In the world of mid-range, compact powerhouses, the 1M and M2 reside somewhere near the top of the ladder. Both cars are track toys that, while not inexpensive, provide the thrills, performance, and quality usually reserved to a more expensive category. Most importantly, they’re incredibly fun and great value.
That old-school, pintglass-over-the-head, barroom brawler kind of car seemed to have been phased out by the nanny state a decade or so ago. Yet these two pitbulls, which seem to take influence from the iconic E30 M3, seem to have not gotten the memo.
t’s a simple formula, really: take a short-wheelbased car, add a potent, turbocharged engine, make sure the rear differential locks, and put it on a diet. The result is a wild, hairy car that doesn’t pull many punches, although the 1M and the M2 do have slightly different characters.
The engines are quite similar, they both weigh the same, and they both drive their power to the rear wheels via a six-speed manual gearbox. The styling is, to the untrained eye, alike: both wear wider fenders, employ broader air dams, and they’ve all got the quad-tip exhausts which turn even the least-initiated heads.
Continuing on the performance theme are the motors.
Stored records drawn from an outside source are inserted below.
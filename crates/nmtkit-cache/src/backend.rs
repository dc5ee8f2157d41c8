//! Key-value storage backends.
//!
//! # Backends
//!
//! - [`MemoryBackend`]: in-process map with per-entry expiry
//! - `RedisBackend`: Redis via a connection manager (requires the `redis` feature)

use std::collections::HashMap;
use std::sync::Mutex;
use std::time::Duration;

use async_trait::async_trait;
use tokio::time::Instant;

use crate::error::{CacheError, Result};

/// Abstract key-value store with optional per-key expiry.
#[async_trait]
pub trait KvBackend: Send + Sync {
    /// Store `value` under `key`, replacing any previous value.
    ///
    /// With a `ttl` the entry expires after that long; `None` keeps it until deleted.
    async fn put(&self, key: &str, value: Vec<u8>, ttl: Option<Duration>) -> Result<()>;

    /// Get the value under `key`, if present and not expired.
    async fn get(&self, key: &str) -> Result<Option<Vec<u8>>>;

    /// Delete `key`; returns whether it existed.
    async fn delete(&self, key: &str) -> Result<bool>;

    /// Backend name for logging.
    fn name(&self) -> &'static str;
}

struct Entry {
    value: Vec<u8>,
    expires_at: Option<Instant>,
}

impl Entry {
    fn is_live(&self, now: Instant) -> bool {
        self.expires_at.is_none_or(|at| now < at)
    }
}

/// Map size at which `put` first sweeps out expired entries.
const MIN_SWEEP_LEN: usize = 1024;

struct Store {
    map: HashMap<String, Entry>,
    // Sweep once the map grows to this size.
    sweep_at: usize,
}

impl Default for Store {
    fn default() -> Self {
        Self {
            map: HashMap::new(),
            sweep_at: MIN_SWEEP_LEN,
        }
    }
}

impl Store {
    fn purge_expired(&mut self, now: Instant) -> usize {
        let before = self.map.len();
        self.map.retain(|_, entry| entry.is_live(now));
        self.sweep_at = (self.map.len() * 2).max(MIN_SWEEP_LEN);
        before - self.map.len()
    }
}

/// In-process backend, for tests and single-instance services.
///
/// Expired entries are dropped when read, and swept in bulk whenever a write
/// finds the map has doubled in size since the last sweep.
#[derive(Default)]
pub struct MemoryBackend {
    entries: Mutex<Store>,
}

impl MemoryBackend {
    /// Create an empty backend.
    pub fn new() -> Self {
        Self::default()
    }

    /// Number of live entries.
    pub fn len(&self) -> usize {
        let now = Instant::now();
        self.entries
            .lock()
            .map(|store| store.map.values().filter(|e| e.is_live(now)).count())
            .unwrap_or(0)
    }

    /// Whether there are no live entries.
    pub fn is_empty(&self) -> bool {
        self.len() == 0
    }

    /// Drop every expired entry; returns how many were removed.
    pub fn purge_expired(&self) -> Result<usize> {
        let removed = self.lock()?.purge_expired(Instant::now());
        if removed > 0 {
            log::debug!("Purged {removed} expired memory cache entries");
        }
        Ok(removed)
    }

    fn lock(&self) -> Result<std::sync::MutexGuard<'_, Store>> {
        self.entries
            .lock()
            .map_err(|e| CacheError::backend(format!("memory backend lock poisoned: {e}")))
    }
}

#[async_trait]
impl KvBackend for MemoryBackend {
    async fn put(&self, key: &str, value: Vec<u8>, ttl: Option<Duration>) -> Result<()> {
        let now = Instant::now();
        // A TTL too large to represent never expires.
        let expires_at = ttl.and_then(|ttl| now.checked_add(ttl));
        let mut store = self.lock()?;
        if store.map.len() >= store.sweep_at {
            store.purge_expired(now);
        }
        store.map.insert(key.to_string(), Entry { value, expires_at });
        Ok(())
    }

    async fn get(&self, key: &str) -> Result<Option<Vec<u8>>> {
        let now = Instant::now();
        let mut store = self.lock()?;
        match store.map.get(key) {
            Some(entry) if entry.is_live(now) => Ok(Some(entry.value.clone())),
            Some(_) => {
                store.map.remove(key);
                Ok(None)
            }
            None => Ok(None),
        }
    }

    async fn delete(&self, key: &str) -> Result<bool> {
        let now = Instant::now();
        Ok(self
            .lock()?
            .map
            .remove(key)
            .is_some_and(|entry| entry.is_live(now)))
    }

    fn name(&self) -> &'static str {
        "memory"
    }
}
In the 1M, 335 horsepower and 332 lb-ft of torque – with momentary bursts of 369 lb-ft – help propel the 3,300-pound bruiser, and the M2’s power figures are even better, with its own 365 ponies and 343 lb-ft and a similar overboost function. Most impressively, the M2’s torque arrives at an astonishing 1,800 rpm, which makes it feel almost electric! That sort of boost response and outright power can make for nervous FR car, which is one way to describe the 1M.
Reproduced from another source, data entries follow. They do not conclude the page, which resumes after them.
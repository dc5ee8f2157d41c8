//! Retry policies and retry logging for [`backon`].
//!
//! ```rust,no_run
//! use backon::Retryable;
//! use nmtkit_core::retry::{RetryPolicy, retry_logger};
//!
//! # async fn fetch() -> Result<String, std::io::Error> { Ok(String::new()) }
//! # async fn run() -> Result<(), std::io::Error> {
//! let policy = RetryPolicy::REPOSITORY;
//! let body = fetch
//!     .retry(policy.backoff())
//!     .notify(retry_logger("fetch widgets", &policy))
//!     .await?;
//! # Ok(()) }
//! ```

use std::fmt;
use std::time::Duration;

use backon::ConstantBuilder;

/// Fixed-delay retry policy.
#[derive(Clone, Copy, Debug, PartialEq, Eq)]
pub struct RetryPolicy {
    /// Total number of calls, including the first one. Never less than 1.
    pub attempts: usize,
    /// Delay between calls.
    pub delay: Duration,
}

impl RetryPolicy {
    /// Cache and key-value storage operations.
    pub const STORAGE: RetryPolicy = RetryPolicy::fixed(5, Duration::from_millis(1));

    /// Repository calls to upstream APIs.
    pub const REPOSITORY: RetryPolicy = RetryPolicy::fixed(5, Duration::from_millis(200));

    /// Building clients for discovered services at startup.
    pub const DISCOVERY: RetryPolicy = RetryPolicy::fixed(20, Duration::from_secs(15));

    /// A single attempt, no retries.
    pub const NONE: RetryPolicy = RetryPolicy::fixed(1, Duration::ZERO);

    /// Create a fixed-delay policy.
    pub const fn fixed(attempts: usize, delay: Duration) -> Self {
        let attempts = if attempts == 0 { 1 } else { attempts };
        Self { attempts, delay }
    }

    /// Number of retries after the first call.
    pub fn retries(&self) -> usize {
        self.attempts.saturating_sub(1)
    }

    /// Backoff builder implementing this policy.
    pub fn backoff(&self) -> ConstantBuilder {
        ConstantBuilder::default()
            .with_delay(self.delay)
            .with_max_times(self.retries())
    }
}

impl Default for RetryPolicy {
    fn default() -> Self {
        Self::STORAGE
    }
}

/// Build a `notify` callback that logs each retry at WARN.
///
/// Logged as `Retry {n} of {max}: while executing {context}, an error occurred: {err}`.
pub fn retry_logger<E: fmt::Display>(
    context: &str,
    policy: &RetryPolicy,
) -> impl FnMut(&E, Duration) + use<E> {
    let context = context.to_string();
    let max = policy.attempts;
    let mut attempt = 0usize;

    move |err: &E, delay: Duration| {
        attempt += 1;
        log::warn!("{}", retry_message(attempt, max, &context, err, delay));
    }
}

fn retry_message(
    attempt: usize,
    max: usize,
    context: &str,
    err: &dyn fmt::Display,
    delay: Duration,
) -> String {
    format!(
        "Retry {attempt} of {max}: while executing {context}, an error occurred: {err} \
         (next attempt in {delay:?})"
    )
}

#[cfg(test)]
#[allow(clippy::unwrap_used)]
mod tests {
    use super::*;
    use backon::Retryable;
    use std::sync::Arc;
    use std::sync::atomic::{AtomicUsize, Ordering};

    #[test]
    fn test_policy_retries() {
        assert_eq!(RetryPolicy::STORAGE.retries(), 4);
        assert_eq!(RetryPolicy::DISCOVERY.retries(), 19);
        assert_eq!(RetryPolicy::NONE.retries(), 0);
        assert_eq!(RetryPolicy::fixed(0, Duration::ZERO).attempts, 1);
    }

    #[test]
    fn test_retry_message() {
        let msg = retry_message(2, 5, "store_app_cache", &"connection reset", Duration::ZERO);
        assert!(msg.starts_with("Retry 2 of 5: while executing store_app_cache"));
        assert!(msg.contains("connection reset"));
    }

    #[tokio::test]
    async fn test_backoff_stops_after_attempts() {
        let calls = Arc::new(AtomicUsize::new(0));
        let policy = RetryPolicy::fixed(3, Duration::from_millis(1));

        let counter = calls.clone();
        let result: Result<(), String> = (move || {
            let counter = counter.clone();
            async move {
                counter.fetch_add(1, Ordering::SeqCst);
                Err("boom".to_string())
            }
        })
        .retry(policy.backoff())
        .notify(retry_logger("always failing", &policy))
        .await;

        assert_eq!(result.unwrap_err(), "boom");
        assert_eq!(calls.load(Ordering::SeqCst), 3);
    }

    #[tokio::test]
    async fn test_backoff_returns_first_success() {
        let calls = Arc::new(AtomicUsize::new(0));
        let policy = RetryPolicy::fixed(5, Duration::from_millis(1));

        let counter = calls.clone();
        let result: Result<usize, String> = (move || {
            let counter = counter.clone();
            async move {
                let n = counter.fetch_add(1, Ordering::SeqCst) + 1;
                if n < 2 { Err(format!("attempt {n}")) } else { Ok(n) }
            }
        })
        .retry(policy.backoff())
        .await;

        assert_eq!(result.unwrap(), 2);
        assert_eq!(calls.load(Ordering::SeqCst), 2);
    }
}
The 1M could also be called agile, snappy, and stiffly-sprung. The differential from the E92 M3 is less sophisticated, and so it lets go with a rush, and moves around at the rear a little more, but it feels up on its toes and is definitely the more exciting car. While this sort of behavior has helped usher it into the grant halls of the M Car, it’s not always the best thing to have for those who would likely buy it and drive it around on the street.
For that crowd, there’s the slightly softer M2. It’s heavier by two-hundred pounds, but its rear suspension has been better optimized for the everyday driver. Crucially, it receives the LSD from the F80 M3, and so it’s more supple, and it has better body control, so it lets go when it releases its grip on the asphalt it lets go slowly and predictably. For a car that does some of its best work with the rear wheels lit up, that’s not a bad quality to have.
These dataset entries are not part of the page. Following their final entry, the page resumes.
//! Layered YAML configuration loading.
//!
//! A service's configuration is the deep merge of several YAML files, read
//! in order. Later files override earlier ones key by key; missing files are
//! skipped. The file list comes from `APP_CONFIG_FILES` (comma separated) or
//! falls back to a set of conventional locations.

use std::path::{Path, PathBuf};

use serde::de::DeserializeOwned;
use serde_yaml::{Mapping, Value};

use crate::{Error, Result};

/// Environment variable listing config files, comma separated.
pub const CONFIG_FILES_ENV: &str = "APP_CONFIG_FILES";

/// Files tried when [`CONFIG_FILES_ENV`] is unset. The working directory may
/// be the service's `src` directory or the project root.
pub const DEFAULT_CONFIG_FILES: &[&str] = &[
    "./src/nmtkit-config-default.yaml",
    "./nmtkit-config-default.yaml",
    "./conf/nmtkit-config.yaml",
    "./nmtkit-config.yaml",
    "../nmtkit-config.yaml",
];

/// Load one YAML file.
///
/// A file that does not exist, or holds an empty document, yields an empty mapping.
pub fn load_yaml(path: &Path) -> Result<Value> {
    if !path.exists() {
        return Ok(Value::Mapping(Mapping::new()));
    }

    let content = std::fs::read_to_string(path).map_err(|e| Error::io_with_path(e, path))?;
    let value: Value = serde_yaml::from_str(&content)?;

    Ok(match value {
        Value::Null => Value::Mapping(Mapping::new()),
        other => other,
    })
}

/// Recursively merge `overlay` into a copy of `base`.
///
/// Mappings merge key by key; any other overlay value replaces the base value.
pub fn deep_merge(base: &Value, overlay: &Value) -> Value {
    match (base, overlay) {
        (Value::Mapping(base_map), Value::Mapping(overlay_map)) => {
            let mut merged = base_map.clone();
            for (key, value) in overlay_map {
                let next = match merged.get(key) {
                    Some(existing @ Value::Mapping(_)) if value.is_mapping() => {
                        deep_merge(existing, value)
                    }
                    _ => value.clone(),
                };
                merged.insert(key.clone(), next);
            }
            Value::Mapping(merged)
        }
        (_, overlay) => overlay.clone(),
    }
}

/// Load and merge the given files in order.
pub fn load_config<P: AsRef<Path>>(files: &[P]) -> Result<Value> {
    let mut config = Value::Mapping(Mapping::new());

    for file in files {
        let path = file.as_ref();
        log::debug!("Looking for config file: {} ...", path.display());
        if path.exists() {
            log::info!("Loading config file: {}", path.display());
        }
        config = deep_merge(&config, &load_yaml(path)?);
    }

    Ok(config)
}

/// Resolve the config file list from a raw `APP_CONFIG_FILES` value.
pub fn config_files_from(env_value: Option<&str>) -> Vec<PathBuf> {
    match env_value {
        Some(files) if !files.trim().is_empty() => files
            .split(',')
            .map(str::trim)
            .filter(|f| !f.is_empty())
            .map(PathBuf::from)
            .collect(),
        _ => DEFAULT_CONFIG_FILES.iter().map(PathBuf::from).collect(),
    }
}

/// The config file list for this process.
pub fn get_config_files() -> Vec<PathBuf> {
    let env_value = std::env::var(CONFIG_FILES_ENV).ok();
    config_files_from(env_value.as_deref())
}

/// Load, merge and deserialize configuration files into a settings type.
pub fn load_settings<T, P>(files: &[P]) -> Result<T>
where
    T: DeserializeOwned,
    P: AsRef<Path>,
{
    let merged = load_config(files)?;
    serde_yaml::from_value(merged)
        .map_err(|e| Error::config(format!("Invalid configuration: {e}")))
}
But as one of the world’s most talented automotive journalists will admit, the M2 is a car that allows for a little more manipulation. Steve Sutcliffe looks remarkably more relaxed in the M2, since you can “into a little bit of oversteer, but not time-wasting oversteer.” That extra degree of control adds up to an additional two tenths per lap, but more importantly, makes it an easier and more enjoyable car to exploit when driven sideways, which is a large part of what makes an M car an M car, isn’t it?